Day 12: Breaking Down the Sales Page Story

Some days, the funnel purrs. Yesterday wasn’t one of them.

I watched the numbers crawl: $447 in sales on ~$420 ad spend. A wafer-thin $27 profit—technically a win, emotionally a wobble.

It’s the side of this journey you don’t see on highlight reels: the days where you’re not losing, but you’re not winning by much either.

By 3:30pm today, revenue sat at $402—promising, but not a finish line. These are the moments that force a better question than “How did today go?”

The better question is: “What can I fix that compounds?” And that brings us to two levers—retargeting and the sales page—and why I’m reshaping both.

Sales Recap → Riding the Razor’s Edge

  • Yesterday (Thu):

    • Sales: $447

    • Ad spend: ~$420 (£310)

    • Profit: $27

  • Today (Fri) @ 3:30pm: $402 so far

Funnel Focus → Retargeting, Rebooted

A few days ago I showed how my retargeting-to-lead campaign was losing ~$300/month. I’ve now pivoted it to retarget straight back to the core offer (skip the freebie → go for the sale).

  • Day 1 of new retargeting-to-sale:

    • Spend: £20

    • Sales: 0 (too early to judge)

Plan: let it run ~1 week. If it can’t prove profitable, I’ll pause and reallocate budget to the main cold campaign while I rework nurture/email for a later test.

The Sales Page → A Teardown of the Current Build

Current conversion: ~1.5–2.5%. Target: 3%. That single jump is a 50% uplift, and it would materially transform the funnel.
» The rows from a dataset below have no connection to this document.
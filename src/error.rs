//! Error types for the load sharing agent.

use thiserror::Error;

/// Result type for load sharing operations.
pub type Result<T> = std::result::Result<T, Error>;

/// Errors that can occur in load sharing operations.
#[derive(Debug, Error)]
pub enum Error {
    /// IO error
    #[error("IO error: {0}")]
    Io(#[from] std::io::Error),

    /// Serialization error
    #[error("Serialization error: {0}")]
    Serialization(#[from] serde_json::Error),

    /// HTTP client error
    #[error("HTTP error: {0}")]
    Http(#[from] reqwest::Error),

    /// WebSocket error
    #[error("WebSocket error: {0}")]
    WebSocket(#[from] tokio_tungstenite::tungstenite::Error),

    /// mDNS error
    #[error("mDNS error: {0}")]
    Mdns(String),

    /// Invalid input
    #[error("Invalid input: {0}")]
    InvalidInput(String),

    /// Not found
    #[error("Not found: {0}")]
    NotFound(String),

    /// Persistence error
    #[error("Persistence error: {0}")]
    Persist(String),
}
Here’s the current flow and why it exists:

  • Pre-header (orientation):
    Reassures visitors from Facebook they’re in the right place (guitarists 50+).

  • Headline (curiosity trigger):
    “Old guys vs. teenagers” angle—how older players can progress faster—pulls readers into the copy.

  • Sub-headline (promise without pain):
    The “unconventional system” gives the result without the boring routines.

  • Empathy section (their inner monologue):
    Dusty guitars, stiff fingers, YouTube too fast/complex—mirror the reader’s reality.

  • Mechanism (why this works):
    Muscle memory—how lessons are structured, why it suits older learners.

  • Proof (short testimonials):
    Social evidence, quickly digestible.

  • What you get (bullets):
    Clarity over volume. Remove guesswork.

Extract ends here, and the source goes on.